In 2010 the club struck an agreement with property developers GML who agreed to build a new stadium on the site that would meet the Irish League's domestic licence criteria to enable Larne to play senior football should they win the Championship One in the future in return for Larne's agreement to give up an acre of land adjacent to a development site next to the ground. The deal, however, has been delayed due to the falling value of the property market, which has led GML to halve their initial bid of £6 million for the land.

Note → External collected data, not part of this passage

use indexmap::IndexMap;
use serde::Serialize;

use crate::table::AttributeTable;
use crate::table::ColumnType;

#[derive(Clone,Debug,PartialEq,Eq,Serialize)]
pub(crate) struct TypeChange {
    pub(crate) column: String,
    pub(crate) before: ColumnType,
    pub(crate) after: ColumnType
}

/// The difference between the columns of two tables. Lists are in the order the columns appear in their tables.
#[derive(Clone,Debug,Default,PartialEq,Eq,Serialize)]
pub(crate) struct SchemaDiff {
    pub(crate) only_in_a: Vec<(String,ColumnType)>,
    pub(crate) only_in_b: Vec<(String,ColumnType)>,
    pub(crate) common: Vec<String>,
    pub(crate) type_changes: Vec<TypeChange>
}

impl SchemaDiff {

    pub(crate) fn compare(a: &AttributeTable, b: &AttributeTable) -> Self {
        Self::compare_columns(&a.columns, &b.columns)
    }

    fn compare_columns(a: &IndexMap<String,ColumnType>, b: &IndexMap<String,ColumnType>) -> Self {
        let mut result = Self::default();
        for (name,column_type) in a {
            match b.get(name) {
                Some(other_type) => {
                    result.common.push(name.clone());
                    if other_type != column_type {
                        result.type_changes.push(TypeChange {
                            column: name.clone(),
                            before: *column_type,
                            after: *other_type
                        })
                    }
                },
                None => result.only_in_a.push((name.clone(),*column_type))
            }
        }
        result.only_in_b = b.iter().filter(|(name,_)| !a.contains_key(*name)).map(|(name,column_type)| (name.clone(),*column_type)).collect();
        result
    }

    pub(crate) fn is_empty(&self) -> bool {
        self.only_in_a.is_empty() && self.only_in_b.is_empty() && self.type_changes.is_empty()
    }

}
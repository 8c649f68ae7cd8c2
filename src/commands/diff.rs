use std::fs::File;
use std::io::BufWriter;
use std::io::Write as _;
use std::path::PathBuf;

use clap::Args;

use super::Task;
use crate::diff::KeyedDiff;
use crate::diff::SchemaDiff;
use crate::diff::export::DelimitedWriter;
use crate::diff::export::write_keyed_diff;
use crate::diff::export::write_schema_diff;
use crate::errors::CommandError;
use crate::gis::GdalBackend;
use crate::gis::GisBackend;
use crate::gis::VectorSource;
use crate::progress::ProgressObserver;

fn list<Item: AsRef<str>>(items: &[Item]) -> String {
    if items.is_empty() {
        "(none)".to_owned()
    } else {
        let items: Vec<&str> = items.iter().map(|item| item.as_ref()).collect();
        items.join(", ")
    }
}

#[derive(Args)]
/// Compares the columns of two vector files and, given a key column, matches their rows to find what was added, removed or modified.
pub(crate) struct Diff {

    /// The earlier version of the data
    a: PathBuf,

    /// The later version of the data
    b: PathBuf,

    #[arg(long)]
    /// Column that identifies the same feature in both files. Rows are matched by the text of this value.
    key: Option<String>,

    #[arg(long)]
    /// Exports the column differences as delimited text
    schema_out: Option<PathBuf>,

    #[arg(long,requires = "key")]
    /// Exports the row differences as delimited text
    rows_out: Option<PathBuf>,

    #[arg(long,default_value = ",")]
    /// Field delimiter for exported files
    delimiter: char

}

impl Task for Diff {

    fn run<Progress: ProgressObserver>(self, progress: &mut Progress) -> Result<(),CommandError> {
        let mut backend = GdalBackend;
        progress.start_unknown_endpoint(|| "Reading tables.");
        let a = backend.read_vector(&VectorSource::File(self.a.clone()))?;
        let b = backend.read_vector(&VectorSource::File(self.b.clone()))?;
        progress.finish(|| "Tables read.");

        let schema = SchemaDiff::compare(&a, &b);
        progress.announce("Columns");
        let only_a: Vec<String> = schema.only_in_a.iter().map(|(name,column_type)| format!("{name} ({column_type})")).collect();
        let only_b: Vec<String> = schema.only_in_b.iter().map(|(name,column_type)| format!("{name} ({column_type})")).collect();
        progress.message(|| format!("Only in {}: {}",self.a.display(),list(&only_a)));
        progress.message(|| format!("Only in {}: {}",self.b.display(),list(&only_b)));
        progress.message(|| format!("In both: {}",list(&schema.common)));
        for change in &schema.type_changes {
            progress.warning(|| format!("Type of {} changed from {} to {}",change.column,change.before,change.after))
        }

        if let Some(path) = &self.schema_out {
            let mut writer = DelimitedWriter::new(BufWriter::new(File::create(path)?), self.delimiter);
            write_schema_diff(&mut writer, &schema)?;
            writer.into_inner().flush()?;
        }

        if let Some(key) = &self.key {
            let rows = KeyedDiff::compare(&a, &b, key)?;
            progress.announce(&format!("Rows by {key}"));
            progress.message(|| format!("Removed: {}",list(&rows.removed)));
            progress.message(|| format!("Added: {}",list(&rows.added)));
            progress.message(|| format!("In both: {}",rows.common.len()));
            let modified: Vec<&str> = rows.attribute_modified.iter().map(|change| change.key.as_str()).collect();
            progress.message(|| format!("Attributes modified: {}",list(&modified)));
            progress.message(|| format!("Geometry modified: {}",list(&rows.geometry_modified)));
            for (value,table) in &rows.duplicate_keys {
                progress.warning(|| format!("Key '{value}' appears more than once in table {table}, only the first row was compared."))
            }

            if let Some(path) = &self.rows_out {
                let mut writer = DelimitedWriter::new(BufWriter::new(File::create(path)?), self.delimiter);
                write_keyed_diff(&mut writer, key, &rows)?;
                writer.into_inner().flush()?;
            }
        }

        Ok(())
    }
}
use core::fmt::Display;
use core::fmt::Formatter;
use core::fmt::Result as FormatResult;
use std::collections::BTreeMap;
use std::path::PathBuf;

use geojson::Feature;
use geojson::FeatureCollection;
use geojson::Geometry;
use indexmap::IndexMap;
use rand::rngs::StdRng;
use schemars::JsonSchema;
use serde::Deserialize;
use serde::Serialize;

use crate::config::SessionConfig;
use crate::errors::CommandError;
use crate::gis::GisBackend;
use crate::gis::RasterSettings;
use crate::gis::VectorSource;
use crate::gis::upload::ingest_batch;
use crate::gis::upload::UploadManifest;
use crate::progress::ProgressObserver;
use crate::scene::MapScene;
use crate::table::AttributeValue;
use crate::table::ColumnType;
use crate::table::SearchSuggestion;
use crate::table::TableRow;
use crate::utils::color::LayerColor;
use crate::utils::extent::Extent;
use crate::utils::random::random_number_generator;

pub(crate) mod pending;
pub(crate) mod reference;
pub(crate) mod viewport;
pub(crate) mod working_set;

use pending::PendingDrawings;
use reference::ReferenceLayers;
use reference::ReferencePayload;
use viewport::Viewport;
use viewport::ViewportState;
use working_set::RowId;
use working_set::WorkingSet;

const SUGGESTION_LIMIT: usize = 10;

/// The drawing tool reports either a bare list of features or a whole feature collection.
#[derive(Clone,Debug,Serialize,Deserialize)]
#[serde(untagged)]
pub(crate) enum DrawingBatch {
    Collection(FeatureCollection),
    Features(Vec<Feature>)
}

impl DrawingBatch {

    pub(crate) fn into_features(self) -> Vec<Feature> {
        match self {
            Self::Collection(collection) => collection.features,
            Self::Features(features) => features
        }
    }
}

/// Something that happened in the user interface. Events are applied to the session one at a time, in order.
#[derive(Clone,Debug,Serialize,Deserialize,JsonSchema)]
#[serde(tag = "event")]
pub(crate) enum Event {
    /// Everything currently drawn on the map. The drawing tool sends all drawings on each refresh, not just new ones.
    DrawingsReported {
        #[schemars(with = "serde_json::Value")]
        features: DrawingBatch
    },
    /// The user panned or zoomed the map.
    ViewportObserved {
        center: [f64;2],
        zoom: f64
    },
    /// Returns the map to the initial view.
    ViewportReset,
    /// Moves all pending drawings into the working set.
    MergePending,
    /// Throws away all pending drawings.
    DiscardPending,
    ColumnAdded {
        name: String,
        column_type: ColumnType
    },
    /// A row typed into the table. Rows added this way have no geometry unless one is given.
    RowInserted {
        #[serde(default)]
        #[schemars(with = "Option<serde_json::Value>")]
        geometry: Option<Geometry>,
        #[serde(default)]
        values: IndexMap<String,AttributeValue>
    },
    /// Cell edits and row deletions, with rows identified by id.
    TableEdited {
        #[serde(default)]
        edited: BTreeMap<RowId,IndexMap<String,AttributeValue>>,
        #[serde(default)]
        deleted: Vec<RowId>
    },
    /// Cell edits and row deletions, with rows identified by their position in the table at the time of the edit.
    PositionalTableEdited {
        #[serde(default)]
        edited: BTreeMap<usize,IndexMap<String,AttributeValue>>,
        #[serde(default)]
        deleted: Vec<usize>
    },
    WorkColorChanged {
        color: LayerColor
    },
    ReferenceColorChanged {
        name: String,
        color: LayerColor
    },
    ReferenceRemoved {
        name: String
    },
    /// Zooms to the first feature in the layer with any value containing the query.
    ReferenceSearched {
        name: String,
        query: String
    },
    /// Lists matching features while a search query is being typed.
    SuggestionsRequested {
        name: String,
        query: String
    },
    /// Zooms to a feature picked from the suggestions, by its row in the layer.
    SuggestionChosen {
        name: String,
        row: usize
    },
    /// Zooms to show the whole layer.
    ReferenceZoomed {
        name: String
    },
    /// Zooms to the first feature in the layer whose value for the column matches.
    ObjectRequested {
        layer: String,
        column: String,
        value: String
    },
    FilesUploaded {
        files: Vec<PathBuf>
    },
    /// Replaces the working set with the contents of a vector file.
    WorkingFileLoaded {
        path: PathBuf
    },
    WorkingFileSaved {
        path: PathBuf
    }
}
use std::path::Path;
use std::path::PathBuf;

use indexmap::IndexMap;

use crate::gis::GisBackend;
use crate::gis::RasterSettings;
use crate::gis::VectorSource;
use crate::progress::ProgressObserver;
use crate::progress::WatchableIterator as _;
use crate::session::reference::ReferencePayload;

const SHAPEFILE_REQUIRED: [&str;3] = ["shp","shx","dbf"];
const SHAPEFILE_OPTIONAL: [&str;3] = ["prj","cpg","qpj"];

fn lowercase_extension(path: &Path) -> Option<String> {
    path.extension().map(|extension| extension.to_string_lossy().to_lowercase())
}

fn file_name(path: &Path) -> String {
    path.file_name().map_or_else(|| path.display().to_string(), |name| name.to_string_lossy().into_owned())
}

#[derive(PartialEq,Eq,Hash)]
enum GroupKey {
    ShapefileSet(PathBuf,String),
    Single(usize)
}

enum Group {
    ShapefileSet(Vec<(String,PathBuf)>),
    Single(UploadItem)
}

/// One unit of work from an upload batch.
#[derive(Clone,Debug,PartialEq,Eq)]
pub(crate) enum UploadItem {
    Vector {
        name: String,
        source: VectorSource,
        /// Keyhole files with no features aren't worth a layer.
        skip_if_empty: bool
    },
    Raster {
        name: String,
        path: PathBuf
    },
    /// A shapefile set that can't be opened because some of its required files weren't uploaded.
    MissingComponents {
        name: String,
        missing: Vec<&'static str>
    },
    Unrecognized {
        path: PathBuf
    }
}

/// An upload batch sorted into layers. Shapefile components are grouped by their shared base name, the other formats are one file per layer.
#[derive(Debug,Default,PartialEq,Eq)]
pub(crate) struct UploadManifest {
    items: Vec<UploadItem>
}

impl UploadManifest {

    pub(crate) fn from_files(files: &[PathBuf]) -> Self {
        // groups are kept in the order their first file was seen.
        let mut groups: IndexMap<GroupKey,Group> = IndexMap::new();

        for (index,file) in files.iter().enumerate() {
            let extension = lowercase_extension(file).unwrap_or_default();
            let single = match extension.as_str() {
                "shp" | "shx" | "dbf" | "prj" | "cpg" | "qpj" => {
                    let directory = file.parent().map(Path::to_path_buf).unwrap_or_default();
                    let stem = file.file_stem().map(|stem| stem.to_string_lossy().to_lowercase()).unwrap_or_default();
                    let group = groups.entry(GroupKey::ShapefileSet(directory,stem)).or_insert_with(|| Group::ShapefileSet(Vec::new()));
                    if let Group::ShapefileSet(set) = group {
                        set.push((extension,file.clone()))
                    }
                    continue;
                },
                "tif" | "tiff" => UploadItem::Raster {
                    name: file_name(file),
                    path: file.clone()
                },
                "kml" | "geojson" | "json" | "gpkg" => UploadItem::Vector {
                    name: file_name(file),
                    source: VectorSource::File(file.clone()),
                    skip_if_empty: extension == "kml"
                },
                "kmz" => UploadItem::Vector {
                    name: file_name(file),
                    source: VectorSource::ArchiveEntry { archive: file.clone(), extension: "kml" },
                    skip_if_empty: true
                },
                "zip" => UploadItem::Vector {
                    name: file_name(file),
                    source: VectorSource::ArchiveEntry { archive: file.clone(), extension: "shp" },
                    skip_if_empty: false
                },
                _ => UploadItem::Unrecognized { path: file.clone() }
            };
            _ = groups.insert(GroupKey::Single(index), Group::Single(single));
        }

        let items = groups.into_values().map(|group| match group {
            Group::ShapefileSet(set) => Self::classify_shapefile_set(&set),
            Group::Single(item) => item
        }).collect();

        Self {
            items
        }
    }

    fn classify_shapefile_set(set: &[(String,PathBuf)]) -> UploadItem {
        let find = |extension: &str| set.iter().find(|(found,_)| found == extension).map(|(_,path)| path);
        let missing: Vec<&'static str> = SHAPEFILE_REQUIRED.into_iter().filter(|extension| find(*extension).is_none()).collect();
        match find("shp") {
            Some(shp) if missing.is_empty() => UploadItem::Vector {
                name: file_name(shp),
                source: VectorSource::File(shp.clone()),
                skip_if_empty: false
            },
            _ => {
                // name the layer the way it would have been named had the set been complete
                let base = set.iter().find(|(extension,_)| !SHAPEFILE_OPTIONAL.contains(&extension.as_str()))
                              .or_else(|| set.first())
                              .and_then(|(_,path)| path.file_stem())
                              .map(|stem| stem.to_string_lossy().into_owned())
                              .unwrap_or_default();
                UploadItem::MissingComponents {
                    name: format!("{base}.shp"),
                    missing
                }
            }
        }
    }

    pub(crate) fn items(&self) -> &[UploadItem] {
        &self.items
    }

}

/// A problem with one file or group of files in an upload.
#[derive(Clone,Debug,PartialEq,Eq)]
pub(crate) struct Diagnostic {
    pub(crate) file: String,
    pub(crate) message: String
}

#[derive(Debug,Default)]
pub(crate) struct IngestReport {
    pub(crate) loaded: Vec<(String,ReferencePayload)>,
    pub(crate) diagnostics: Vec<Diagnostic>
}

/// Loads every layer in the manifest. A failure only affects its own item, the rest of the batch is still loaded.
pub(crate) fn ingest_batch<Backend: GisBackend, Progress: ProgressObserver>(manifest: &UploadManifest, backend: &mut Backend, settings: &RasterSettings, progress: &mut Progress) -> IngestReport {
    let mut report = IngestReport::default();

    for item in manifest.items().iter().watch(progress, "Loading reference layers.", "Reference layers loaded.") {
        match item {
            UploadItem::Vector { name, source, skip_if_empty } => match backend.read_vector(source) {
                Ok(table) if *skip_if_empty && table.rows.is_empty() => report.diagnostics.push(Diagnostic {
                    file: name.clone(),
                    message: "No features found.".to_owned()
                }),
                Ok(table) => report.loaded.push((name.clone(),ReferencePayload::Vector(table))),
                Err(err) => report.diagnostics.push(Diagnostic {
                    file: name.clone(),
                    message: format!("{err}")
                })
            },
            UploadItem::Raster { name, path } => match backend.render_raster(path, settings) {
                Ok(overlay) => report.loaded.push((name.clone(),ReferencePayload::Raster(overlay))),
                Err(err) => report.diagnostics.push(Diagnostic {
                    file: name.clone(),
                    message: format!("{err}")
                })
            },
            UploadItem::MissingComponents { name, missing } => report.diagnostics.push(Diagnostic {
                file: name.clone(),
                message: format!("Shapefile is missing required components: {}",missing.iter().map(|extension| format!(".{extension}")).collect::<Vec<_>>().join(", "))
            }),
            UploadItem::Unrecognized { path } => report.diagnostics.push(Diagnostic {
                file: file_name(path),
                message: "Skipped, not a recognized vector or raster format.".to_owned()
            })
        }
    }

    report
}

Under the ownership of Kenny Bruce, the stadium has received several upgrades; in 2018, the Main Stand was lightly renovated, a new artificial pitch and floodlights were installed, while a new 600-seat stand at the Bleach Green end of the ground was built in advance of the 2019–20 NIFL Premiership season. In December 2020 construction began on another 600-seat stand at the church end of the ground, which was expected to conclude by Spring 2021. The final stage of stadium development is due to include the construction of an all-new Main Stand and community hub, the timeframe of which is as-yet unscheduled.